### INPUT FOR THIS TASK
+--

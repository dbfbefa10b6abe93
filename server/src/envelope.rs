//! Response envelopes.
//!
//! - [`ResultEnvelope`] is what the server returns from `POST /api/query`.
//! - [`ClientEnvelope`] is the uniform shape the client wrapper hands to
//!   callers, whatever happened on the wire.
//!
//! # Invariants
//!
//! - `ClientEnvelope::success` is `true` exactly when `data` is populated and
//!   `error` is not.

use serde::{Deserialize, Serialize};

/// Prefix applied to every error message placed in a `result` field.
pub const ERROR_PREFIX: &str = "Error: ";

/// Server-side result of a query execution.
#[derive(Debug, Clone, PartialEq, Eq, Serialize, Deserialize)]
#[serde(rename_all = "camelCase")]
pub struct ResultEnvelope {
    pub result: String,
    /// Elapsed milliseconds from receipt to envelope construction.
    pub execution_time: u64,
    /// ISO-8601 timestamp.
    pub timestamp: String,
}

impl ResultEnvelope {
    #[must_use]
    pub const fn new(result: String, execution_time: u64, timestamp: String) -> Self {
        Self {
            result,
            execution_time,
            timestamp,
        }
    }

    #[must_use]
    pub fn is_error(&self) -> bool {
        self.result.starts_with(ERROR_PREFIX)
    }
}

/// Uniform envelope returned by the client wrapper.
#[derive(Debug, Clone, PartialEq, Serialize, Deserialize)]
#[serde(rename_all = "camelCase")]
pub struct ClientEnvelope<T> {
    pub success: bool,
    #[serde(default, skip_serializing_if = "Option::is_none")]
    pub data: Option<T>,
    #[serde(default, skip_serializing_if = "Option::is_none")]
    pub error: Option<String>,
    #[serde(default, skip_serializing_if = "Option::is_none")]
    pub execution_time: Option<u64>,
    #[serde(default, skip_serializing_if = "Option::is_none")]
    pub timestamp: Option<String>,
}

impl<T> ClientEnvelope<T> {
    #[must_use]
    pub fn ok(data: T, execution_time: Option<u64>, timestamp: String) -> Self {
        Self {
            success: true,
            data: Some(data),
            error: None,
            execution_time,
            timestamp: Some(timestamp),
        }
    }

    #[must_use]
    pub fn failure(error: impl Into<String>, timestamp: String) -> Self {
        Self {
            success: false,
            data: None,
            error: Some(error.into()),
            execution_time: None,
            timestamp: Some(timestamp),
        }
    }
}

+--

### ABOUT THIS TASK
Every line above should be duplicated exactly as it stands.

### ANSWER SPACE
repository dbfbefa10b6abe93
filename server/src/envelope.rs
//! Response envelopes.
//!
//! - [`ResultEnvelope`] is what the server returns from `POST /api/query`.
//! - [`ClientEnvelope`] is the uniform shape the client wrapper hands to
//!   callers, whatever happened on the wire.
//!
//! # Invariants
//!
//! - `ClientEnvelope::success` is `true` exactly when `data` is populated and
//!   `error` is not.

use serde::{Deserialize, Serialize};

/// Prefix applied to every error message placed in a `result` field.
pub const ERROR_PREFIX: &str = "Error: ";

/// Server-side result of a query execution.
#[derive(Debug, Clone, PartialEq, Eq, Serialize, Deserialize)]
#[serde(rename_all = "camelCase")]
pub struct ResultEnvelope {
    pub result: String,
    /// Elapsed milliseconds from receipt to envelope construction.
    pub execution_time: u64,
    /// ISO-8601 timestamp.
    pub timestamp: String,
}

impl ResultEnvelope {
    #[must_use]
    pub const fn new(result: String, execution_time: u64, timestamp: String) -> Self {
        Self {
            result,
            execution_time,
            timestamp,
        }
    }

    #[must_use]
    pub fn is_error(&self) -> bool {
        self.result.starts_with(ERROR_PREFIX)
    }
}

/// Uniform envelope returned by the client wrapper.
#[derive(Debug, Clone, PartialEq, Serialize, Deserialize)]
#[serde(rename_all = "camelCase")]
pub struct ClientEnvelope<T> {
    pub success: bool,
    #[serde(default, skip_serializing_if = "Option::is_none")]
    pub data: Option<T>,
    #[serde(default, skip_serializing_if = "Option::is_none")]
    pub error: Option<String>,
    #[serde(default, skip_serializing_if = "Option::is_none")]
    pub execution_time: Option<u64>,
    #[serde(default, skip_serializing_if = "Option::is_none")]
    pub timestamp: Option<String>,
}

impl<T> ClientEnvelope<T> {
    #[must_use]
    pub fn ok(data: T, execution_time: Option<u64>, timestamp: String) -> Self {
        Self {
            success: true,
            data: Some(data),
            error: None,
            execution_time,
            timestamp: Some(timestamp),
        }
    }

    #[must_use]
    pub fn failure(error: impl Into<String>, timestamp: String) -> Self {
        Self {
            success: false,
            data: None,
            error: Some(error.into()),
            execution_time: None,
            timestamp: Some(timestamp),
        }
    }
}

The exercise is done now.